Platt M W, Rottem S
Department of Membrane and Ultrastructure Research, Hebrew University-Hadassah Medical School, Jerusalem, Israel.
FEBS Lett. 1988 Dec 19;242(1):97-100. doi: 10.1016/0014-5793(88)80993-1.

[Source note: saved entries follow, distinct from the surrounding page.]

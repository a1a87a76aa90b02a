// Instance frames are typed slot-value graphs. The same representation is
// used for stored facts (assertions) and for search patterns (queries).

use std::fmt;
use std::ops;
use std::str::FromStr;

use serde::{Deserialize, Serialize};

use crate::concept::ConceptId;
use crate::error::{Result, SubsumeError};

// ------------- Function -------------
#[derive(Clone, Copy, Debug, PartialEq, Eq, Hash, Serialize, Deserialize)]
pub enum Function {
    Assertion,
    Query,
}

// ------------- Cardinality -------------
#[derive(Clone, Copy, Debug, PartialEq, Eq, Hash, Default, Serialize, Deserialize)]
pub enum Cardinality {
    /// At most one value.
    Single,
    /// No two values of the same concept type.
    UniqueTypes,
    #[default]
    Repeatable,
}

// ------------- Range -------------
/// A closed integer interval. Numeric slot values are ranges; a plain number
/// is the point range `[v, v]`.
#[derive(Clone, Copy, Debug, PartialEq, Eq, Hash, Serialize, Deserialize)]
pub struct Range {
    min: i64,
    max: i64,
}

impl Range {
    pub fn new(min: i64, max: i64) -> Result<Self> {
        if min > max {
            return Err(SubsumeError::InvalidFrame(format!(
                "range minimum {min} exceeds maximum {max}"
            )));
        }
        Ok(Self { min, max })
    }
    pub fn exactly(value: i64) -> Self {
        Self {
            min: value,
            max: value,
        }
    }
    pub fn at_least(min: i64) -> Self {
        Self { min, max: i64::MAX }
    }
    pub fn at_most(max: i64) -> Self {
        Self { min: i64::MIN, max }
    }
    pub fn min(&self) -> i64 {
        self.min
    }
    pub fn max(&self) -> i64 {
        self.max
    }
    pub fn is_point(&self) -> bool {
        self.min == self.max
    }
    pub fn contains_value(&self, value: i64) -> bool {
        self.min <= value && value <= self.max
    }
    /// Interval containment, which is how one numeric value subsumes another.
    pub fn contains(&self, other: &Range) -> bool {
        self.min <= other.min && other.max <= self.max
    }
    pub fn overlaps(&self, other: &Range) -> bool {
        self.min <= other.max && other.min <= self.max
    }
}
impl ops::Add for Range {
    type Output = Range;
    fn add(self, other: Range) -> Range {
        Range {
            min: self.min.saturating_add(other.min),
            max: self.max.saturating_add(other.max),
        }
    }
}
impl fmt::Display for Range {
    fn fmt(&self, f: &mut fmt::Formatter) -> fmt::Result {
        if self.is_point() {
            write!(f, "{}", self.min)
        } else {
            write!(f, "[{}, {}]", self.min, self.max)
        }
    }
}

// ------------- Value -------------
#[derive(Clone, Debug, PartialEq, Eq, Serialize, Deserialize)]
pub enum Value {
    Concept(ConceptId),
    Number(Range),
    Frame(Frame),
}

impl Value {
    pub fn as_frame(&self) -> Option<&Frame> {
        match self {
            Value::Frame(frame) => Some(frame),
            _ => None,
        }
    }
    pub fn as_number(&self) -> Option<Range> {
        match self {
            Value::Number(range) => Some(*range),
            _ => None,
        }
    }
    // the "type" a value counts as under UniqueTypes cardinality
    fn type_key(&self) -> Option<ConceptId> {
        match self {
            Value::Concept(concept) => Some(*concept),
            Value::Frame(frame) => Some(frame.concept()),
            Value::Number(_) => None,
        }
    }
}
impl From<Range> for Value {
    fn from(range: Range) -> Self {
        Value::Number(range)
    }
}
impl From<i64> for Value {
    fn from(value: i64) -> Self {
        Value::Number(Range::exactly(value))
    }
}
impl From<Frame> for Value {
    fn from(frame: Frame) -> Self {
        Value::Frame(frame)
    }
}

// ------------- Slot -------------
#[derive(Clone, Debug, PartialEq, Eq, Serialize, Deserialize)]
pub struct Slot {
    name: String,
    cardinality: Cardinality,
    values: Vec<Value>,
}

impl Slot {
    pub fn new(name: &str, cardinality: Cardinality) -> Self {
        Self {
            name: name.to_owned(),
            cardinality,
            values: Vec::new(),
        }
    }
    pub fn name(&self) -> &str {
        &self.name
    }
    pub fn cardinality(&self) -> Cardinality {
        self.cardinality
    }
    pub fn values(&self) -> &[Value] {
        &self.values
    }
    pub fn values_mut(&mut self) -> &mut [Value] {
        &mut self.values
    }
    pub fn is_empty(&self) -> bool {
        self.values.is_empty()
    }
    pub fn push(&mut self, value: Value) -> Result<()> {
        match self.cardinality {
            Cardinality::Single if !self.values.is_empty() => {
                return Err(SubsumeError::Cardinality {
                    slot: self.name.clone(),
                    message: "single-valued slot already holds a value".into(),
                });
            }
            Cardinality::UniqueTypes => {
                let key = value.type_key();
                let taken = match key {
                    Some(_) => self.values.iter().any(|v| v.type_key() == key),
                    None => self.values.iter().any(|v| matches!(v, Value::Number(_))),
                };
                if taken {
                    return Err(SubsumeError::Cardinality {
                        slot: self.name.clone(),
                        message: "slot already holds a value of that type".into(),
                    });
                }
            }
            _ => (),
        }
        self.values.push(value);
        Ok(())
    }
    pub fn clear(&mut self) -> bool {
        let cleared = !self.values.is_empty();
        self.values.clear();
        cleared
    }
}

// ------------- SlotPath -------------
/// A dot-separated path of slot names, e.g. `booking.window`. Every segment
/// but the last descends into the first frame value of the named slot.
#[derive(Clone, Debug, PartialEq, Eq, Hash)]
pub struct SlotPath {
    segments: Vec<String>,
}

impl SlotPath {
    pub fn segments(&self) -> &[String] {
        &self.segments
    }
    pub fn last(&self) -> &str {
        // a path always has at least one segment
        self.segments.last().map(String::as_str).unwrap_or_default()
    }
}
impl FromStr for SlotPath {
    type Err = SubsumeError;
    fn from_str(s: &str) -> Result<Self> {
        let segments: Vec<String> = s.split('.').map(|seg| seg.trim().to_owned()).collect();
        if segments.iter().any(String::is_empty) {
            return Err(SubsumeError::Config(format!("malformed slot path `{s}`")));
        }
        Ok(Self { segments })
    }
}
impl fmt::Display for SlotPath {
    fn fmt(&self, f: &mut fmt::Formatter) -> fmt::Result {
        write!(f, "{}", self.segments.join("."))
    }
}

// ------------- Frame -------------
#[derive(Clone, Debug, PartialEq, Eq, Serialize, Deserialize)]
pub struct Frame {
    concept: ConceptId,
    function: Function,
    slots: Vec<Slot>,
}

impl Frame {
    pub fn new(concept: ConceptId, function: Function) -> Self {
        Self {
            concept,
            function,
            slots: Vec::new(),
        }
    }
    pub fn assertion(concept: ConceptId) -> Self {
        Self::new(concept, Function::Assertion)
    }
    pub fn query(concept: ConceptId) -> Self {
        Self::new(concept, Function::Query)
    }

    pub fn concept(&self) -> ConceptId {
        self.concept
    }
    pub fn function(&self) -> Function {
        self.function
    }
    pub fn is_query(&self) -> bool {
        self.function == Function::Query
    }
    pub fn slots(&self) -> &[Slot] {
        &self.slots
    }

    /// Declares a slot with an explicit cardinality. Redeclaring keeps the
    /// values but changes nothing else.
    pub fn declare(mut self, name: &str, cardinality: Cardinality) -> Self {
        if self.slot(name).is_none() {
            self.slots.push(Slot::new(name, cardinality));
        }
        self
    }

    /// Adds a value, creating a repeatable slot if the slot is undeclared.
    pub fn add(&mut self, name: &str, value: impl Into<Value>) -> Result<()> {
        let value = value.into();
        match self.slot_mut(name) {
            Some(slot) => slot.push(value),
            None => {
                let mut slot = Slot::new(name, Cardinality::default());
                slot.push(value)?;
                self.slots.push(slot);
                Ok(())
            }
        }
    }
    pub fn with(mut self, name: &str, value: impl Into<Value>) -> Result<Self> {
        self.add(name, value)?;
        Ok(self)
    }

    pub fn slot(&self, name: &str) -> Option<&Slot> {
        self.slots.iter().find(|s| s.name == name)
    }
    pub fn slot_mut(&mut self, name: &str) -> Option<&mut Slot> {
        self.slots.iter_mut().find(|s| s.name == name)
    }
    pub fn values(&self, name: &str) -> &[Value] {
        self.slot(name).map(Slot::values).unwrap_or(&[])
    }
    pub fn has_values(&self, name: &str) -> bool {
        !self.values(name).is_empty()
    }
    pub fn clear(&mut self, name: &str) -> bool {
        self.slot_mut(name).is_some_and(Slot::clear)
    }

    // ------------- path access -------------
    pub fn slot_at(&self, path: &SlotPath) -> Option<&Slot> {
        let (last, parents) = path.segments().split_last()?;
        let mut frame = self;
        for segment in parents {
            frame = frame.values(segment).iter().find_map(Value::as_frame)?;
        }
        frame.slot(last)
    }
    pub fn slot_at_mut(&mut self, path: &SlotPath) -> Option<&mut Slot> {
        let (last, parents) = path.segments().split_last()?;
        let mut frame = self;
        for segment in parents {
            frame = frame.slot_mut(segment)?.values.iter_mut().find_map(|v| match v {
                Value::Frame(inner) => Some(inner),
                _ => None,
            })?;
        }
        frame.slot_mut(last)
    }
    pub fn values_at(&self, path: &SlotPath) -> &[Value] {
        self.slot_at(path).map(Slot::values).unwrap_or(&[])
    }
    pub fn clear_at(&mut self, path: &SlotPath) -> bool {
        self.slot_at_mut(path).is_some_and(Slot::clear)
    }

    /// The frame held at `path`, if any. A value of another kind there breaks
    /// the contract of whoever configured the path.
    pub fn frame_at(&self, path: &SlotPath) -> Result<Option<&Frame>> {
        match self.values_at(path).first() {
            None => Ok(None),
            Some(Value::Frame(frame)) => Ok(Some(frame)),
            Some(_) => Err(SubsumeError::Invariant(format!(
                "slot `{path}` must hold a frame value"
            ))),
        }
    }
    /// The number held at `path`, if any.
    pub fn number_at(&self, path: &SlotPath) -> Result<Option<Range>> {
        match self.values_at(path).first() {
            None => Ok(None),
            Some(Value::Number(range)) => Ok(Some(*range)),
            Some(_) => Err(SubsumeError::Invariant(format!(
                "slot `{path}` must hold a numeric value"
            ))),
        }
    }

    /// A copy of this frame acting as a query.
    pub fn to_query(&self) -> Frame {
        Frame {
            function: Function::Query,
            ..self.clone()
        }
    }
    pub fn to_assertion(&self) -> Frame {
        Frame {
            function: Function::Assertion,
            ..self.clone()
        }
    }
}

Incubating the soluble fraction derived from A. axanthum with phosvitin and [gamma-32P]ATP results in the phosphorylation of phosvitin. Casein, histone and kemptide were practically ineffective substrates, whereas a 55 kDa protein of M. gallisepticum was efficiently phosphorylated. The enzymatic activity has an optimal pH in the pH range 6.0-6.2 and requires divalent cations. The activity was inhibited by ammonium sulfate, heparin and sulphydryl blocking reagents, but was not affected by calmodulin with or without Ca2+ or by cyclic AMP.
将来自黄眼草的可溶性组分与卵黄高磷蛋白及[γ-32P]ATP一起温育会导致卵黄高磷蛋白发生磷酸化。酪蛋白、组蛋白和肯普肽实际上不是有效的底物,而鸡败血支原体的一种55 kDa蛋白质能被高效磷酸化。该酶活性在pH 6.0 - 6.2范围内有最佳pH值,并且需要二价阳离子。其活性受到硫酸铵、肝素和巯基封闭试剂的抑制,但不受有或没有Ca2+的钙调蛋白或环磷酸腺苷的影响。